_What is expected_. The lines to find are those in the entries that hold the word "stderr"; copy every one of them.
____
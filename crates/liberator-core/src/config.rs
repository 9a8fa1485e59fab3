//! Pipeline configuration
//!
//! Defaults suit the public GitHub and Supabase APIs. Every field can be
//! overridden with a `LIBERATOR_*` environment variable.

use std::str::FromStr;
use std::time::Duration;

use deploy_driver::PollPolicy;
use serde::{Deserialize, Serialize};

use crate::error::LiberationError;
use crate::Result;

#[derive(Debug, Clone, PartialEq, Eq, Serialize, Deserialize)]
pub struct LiberatorConfig {
    pub github_api_url: String,
    pub supabase_api_url: String,
    /// Branch deployed when the publish phase did not run
    pub default_branch: String,
    pub inline_threshold_bytes: usize,
    pub poll_interval: Duration,
    pub poll_max_attempts: u32,
    /// Delay before the post-deploy secret sweep runs
    pub cleanup_delay: Duration,
    pub user_agent: String,
}

impl Default for LiberatorConfig {
    fn default() -> Self {
        LiberatorConfig {
            github_api_url: "https://api.github.com".to_string(),
            supabase_api_url: "https://api.supabase.com".to_string(),
            default_branch: "main".to_string(),
            inline_threshold_bytes: repo_publisher::DEFAULT_INLINE_THRESHOLD,
            poll_interval: Duration::from_secs(5),
            poll_max_attempts: 24,
            cleanup_delay: Duration::from_secs(60),
            user_agent: concat!("liberator/", env!("CARGO_PKG_VERSION")).to_string(),
        }
    }
}

fn parse<T: FromStr>(key: &str, raw: Option<String>) -> Result<Option<T>> {
    match raw {
        None => Ok(None),
        Some(value) => value
            .trim()
            .parse()
            .map(Some)
            .map_err(|_| LiberationError::Config(format!("{} has invalid value '{}'", key, value))),
    }
}

impl LiberatorConfig {
    /// Defaults overlaid with `LIBERATOR_*` environment variables.
    pub fn from_env() -> Result<Self> {
        Self::from_lookup(|key| std::env::var(key).ok())
    }

    /// Defaults overlaid with values from `lookup`.
    pub fn from_lookup(lookup: impl Fn(&str) -> Option<String>) -> Result<Self> {
        let mut config = Self::default();
        if let Some(url) = lookup("LIBERATOR_GITHUB_API_URL") {
            config.github_api_url = url.trim_end_matches('/').to_string();
        }
        if let Some(url) = lookup("LIBERATOR_SUPABASE_API_URL") {
            config.supabase_api_url = url.trim_end_matches('/').to_string();
        }
        if let Some(branch) = lookup("LIBERATOR_DEFAULT_BRANCH") {
            config.default_branch = branch;
        }
        if let Some(bytes) = parse::<usize>(
            "LIBERATOR_INLINE_THRESHOLD_BYTES",
            lookup("LIBERATOR_INLINE_THRESHOLD_BYTES"),
        )? {
            config.inline_threshold_bytes = bytes;
        }
        if let Some(secs) = parse::<u64>(
            "LIBERATOR_POLL_INTERVAL_SECS",
            lookup("LIBERATOR_POLL_INTERVAL_SECS"),
        )? {
            config.poll_interval = Duration::from_secs(secs);
        }
        if let Some(attempts) = parse::<u32>(
            "LIBERATOR_POLL_MAX_ATTEMPTS",
            lookup("LIBERATOR_POLL_MAX_ATTEMPTS"),
        )? {
            config.poll_max_attempts = attempts;
        }
        if let Some(secs) = parse::<u64>(
            "LIBERATOR_CLEANUP_DELAY_SECS",
            lookup("LIBERATOR_CLEANUP_DELAY_SECS"),
        )? {
            config.cleanup_delay = Duration::from_secs(secs);
        }
        if let Some(agent) = lookup("LIBERATOR_USER_AGENT") {
            config.user_agent = agent;
        }
        if config.poll_max_attempts == 0 {
            return Err(LiberationError::Config(
                "LIBERATOR_POLL_MAX_ATTEMPTS must be at least 1".to_string(),
            ));
        }
        Ok(config)
    }

    pub fn with_github_api_url(mut self, url: &str) -> Self {
        self.github_api_url = url.trim_end_matches('/').to_string();
        self
    }

    pub fn with_supabase_api_url(mut self, url: &str) -> Self {
        self.supabase_api_url = url.trim_end_matches('/').to_string();
        self
    }

    pub fn with_poll(mut self, interval: Duration, max_attempts: u32) -> Self {
        self.poll_interval = interval;
        self.poll_max_attempts = max_attempts;
        self
    }

    pub fn with_cleanup_delay(mut self, delay: Duration) -> Self {
        self.cleanup_delay = delay;
        self
    }

    pub fn poll_policy(&self) -> PollPolicy {
        PollPolicy::new(self.poll_interval, self.poll_max_attempts)
    }
}

#[cfg(test)]
mod tests {
    use super::*;
    use std::collections::HashMap;

    fn lookup(vars: &[(&str, &str)]) -> impl Fn(&str) -> Option<String> {
        let map: HashMap<String, String> = vars
            .iter()
            .map(|(k, v)| (k.to_string(), v.to_string()))
            .collect();
        move |key: &str| map.get(key).cloned()
    }

    #[test]
    fn test_defaults() {
        let config = LiberatorConfig::from_lookup(lookup(&[])).unwrap();
        assert_eq!(config, LiberatorConfig::default());
        assert_eq!(config.poll_policy().budget(), Duration::from_secs(120));
        assert_eq!(config.inline_threshold_bytes, 102_400);
    }

    #[test]
    fn test_overrides() {
        let config = LiberatorConfig::from_lookup(lookup(&[
            ("LIBERATOR_GITHUB_API_URL", "https://ghe.example.com/api/v3/"),
            ("LIBERATOR_POLL_INTERVAL_SECS", "10"),
            ("LIBERATOR_POLL_MAX_ATTEMPTS", "30"),
            ("LIBERATOR_CLEANUP_DELAY_SECS", "0"),
        ]))
        .unwrap();
        assert_eq!(config.github_api_url, "https://ghe.example.com/api/v3");
        assert_eq!(config.poll_interval, Duration::from_secs(10));
        assert_eq!(config.poll_max_attempts, 30);
        assert_eq!(config.cleanup_delay, Duration::ZERO);
    }

    #[test]
    fn test_invalid_values_are_rejected() {
        let err = LiberatorConfig::from_lookup(lookup(&[("LIBERATOR_POLL_MAX_ATTEMPTS", "lots")]))
            .unwrap_err();
        assert!(err.to_string().contains("LIBERATOR_POLL_MAX_ATTEMPTS"));
        assert!(LiberatorConfig::from_lookup(lookup(&[("LIBERATOR_POLL_MAX_ATTEMPTS", "0")])).is_err());
    }
}
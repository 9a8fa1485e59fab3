//! Error types for deploy-driver

use thiserror::Error;

/// Errors that can occur while driving a deployment
#[derive(Error, Debug)]
pub enum DeployError {
    /// The version check answered 401
    #[error("Coolify rejected the API token (401); generate a new token under Keys & Tokens")]
    InvalidToken { body: String },

    /// The version check answered 403
    #[error("Coolify API token lacks permission (403); the token needs read and write access")]
    PermissionDenied { body: String },

    /// The version check answered 404
    #[error("Coolify API not found at {url} (404); check the instance URL and that the API is enabled")]
    ApiNotFound { url: String },

    /// Any other non-2xx response, captured verbatim
    #[error("Coolify {operation} failed ({status}): {body}")]
    RemoteApi {
        operation: String,
        status: u16,
        body: String,
    },

    /// A required remote resource could not be resolved or created
    #[error("Not found: {0}")]
    NotFound(String),

    /// Missing or malformed input
    #[error("Validation failed: {0}")]
    Validation(String),

    /// The build reached a failed or exited state
    #[error("Deployment failed with status '{status}'")]
    BuildFailed {
        status: String,
        /// Tail of the build log, when it could be fetched
        logs: Option<String>,
    },

    /// A later step failed after this run created the project, which was then
    /// deleted
    #[error("{source} (rolled back project {project_uuid})")]
    RolledBack {
        project_uuid: String,
        /// Set when the project could not be deleted
        cleanup_error: Option<String>,
        source: Box<DeployError>,
    },

    /// Network or client-side HTTP failure
    #[error("Transport error: {0}")]
    Transport(String),

    /// Response body did not have the expected shape
    #[error("Unexpected response: {0}")]
    Decode(String),
}

impl DeployError {
    /// Map a failed version check onto its specific error.
    pub fn from_version_check(url: &str, status: u16, body: String) -> Self {
        match status {
            401 => DeployError::InvalidToken { body },
            403 => DeployError::PermissionDenied { body },
            404 => DeployError::ApiNotFound {
                url: url.to_string(),
            },
            _ => DeployError::RemoteApi {
                operation: "connectivity check".to_string(),
                status,
                body,
            },
        }
    }

    /// The error that caused a rollback, or `self`.
    pub fn root(&self) -> &DeployError {
        match self {
            DeployError::RolledBack { source, .. } => source.root(),
            other => other,
        }
    }

    /// Project deleted by rollback, if any.
    pub fn rolled_back_project(&self) -> Option<&str> {
        match self {
            DeployError::RolledBack { project_uuid, .. } => Some(project_uuid),
            _ => None,
        }
    }

    /// Build log tail attached to a failed build.
    pub fn build_logs(&self) -> Option<&str> {
        match self.root() {
            DeployError::BuildFailed { logs, .. } => logs.as_deref(),
            _ => None,
        }
    }

    /// HTTP status reported on the phase result.
    pub fn http_status(&self) -> u16 {
        match self {
            DeployError::InvalidToken { .. } => 401,
            DeployError::PermissionDenied { .. } => 403,
            DeployError::ApiNotFound { .. } => 404,
            DeployError::RemoteApi { status, .. } if *status >= 400 => *status,
            DeployError::RemoteApi { .. } => 502,
            DeployError::NotFound(_) => 404,
            DeployError::Validation(_) => 400,
            DeployError::BuildFailed { .. } => 500,
            DeployError::RolledBack { source, .. } => source.http_status(),
            DeployError::Transport(_) => 502,
            DeployError::Decode(_) => 502,
        }
    }
}

impl From<reqwest::Error> for DeployError {
    fn from(err: reqwest::Error) -> Self {
        if err.is_decode() {
            DeployError::Decode(err.to_string())
        } else {
            DeployError::Transport(err.to_string())
        }
    }
}
//! Tracing initialisation for liberator binaries.
//!
//! Call [`init_tracing`] once at program start. Later calls are ignored
//! because the global subscriber can only be set once per process.
//!
//! The filter comes from `LIBERATOR_LOG`, then `RUST_LOG`, then a default
//! that logs the pipeline crates at the requested level and everything else
//! (HTTP client, runtime) at `warn`. Logs go to stderr so stdout stays free
//! for command output.

use tracing::Level;
use tracing_subscriber::layer::SubscriberExt;
use tracing_subscriber::util::SubscriberInitExt;
use tracing_subscriber::{fmt, EnvFilter};

/// Filter directives read before `RUST_LOG`.
pub const LOG_ENV: &str = "LIBERATOR_LOG";

/// Crates whose events are shown at the requested level by default.
const PIPELINE_TARGETS: &[&str] = &[
    "liberator",
    "liberator_core",
    "proprietary_scrub",
    "repo_publisher",
    "schema_migrator",
    "deploy_driver",
];

/// Default directives: `warn` globally, `level` for the pipeline crates.
pub fn default_directives(level: Level) -> String {
    let level = level.as_str().to_lowercase();
    let mut directives = vec!["warn".to_string()];
    directives.extend(PIPELINE_TARGETS.iter().map(|t| format!("{}={}", t, level)));
    directives.join(",")
}

/// Pick the filter: `explicit` directives if they parse, then `RUST_LOG`,
/// then [`default_directives`].
fn build_filter(explicit: Option<String>, level: Level) -> EnvFilter {
    explicit
        .and_then(|d| EnvFilter::try_new(d).ok())
        .or_else(|| EnvFilter::try_from_default_env().ok())
        .unwrap_or_else(|| EnvFilter::new(default_directives(level)))
}

/// Install the global subscriber.
///
/// * `json`: emit newline-delimited JSON instead of human-readable lines.
/// * `level`: verbosity of the pipeline crates when neither `LIBERATOR_LOG`
///   nor `RUST_LOG` is set.
pub fn init_tracing(json: bool, level: Level) {
    let env_filter = build_filter(std::env::var(LOG_ENV).ok(), level);

    if json {
        tracing_subscriber::registry()
            .with(env_filter)
            .with(fmt::layer().json().with_writer(std::io::stderr))
            .try_init()
            .ok();
    } else {
        tracing_subscriber::registry()
            .with(env_filter)
            .with(fmt::layer().with_target(false).with_writer(std::io::stderr))
            .try_init()
            .ok();
    }
}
____
_Solved exercise_.
//! (HTTP client, runtime) at `warn`. Logs go to stderr so stdout stays free
            .with(fmt::layer().json().with_writer(std::io::stderr))
            .with(fmt::layer().with_target(false).with_writer(std::io::stderr))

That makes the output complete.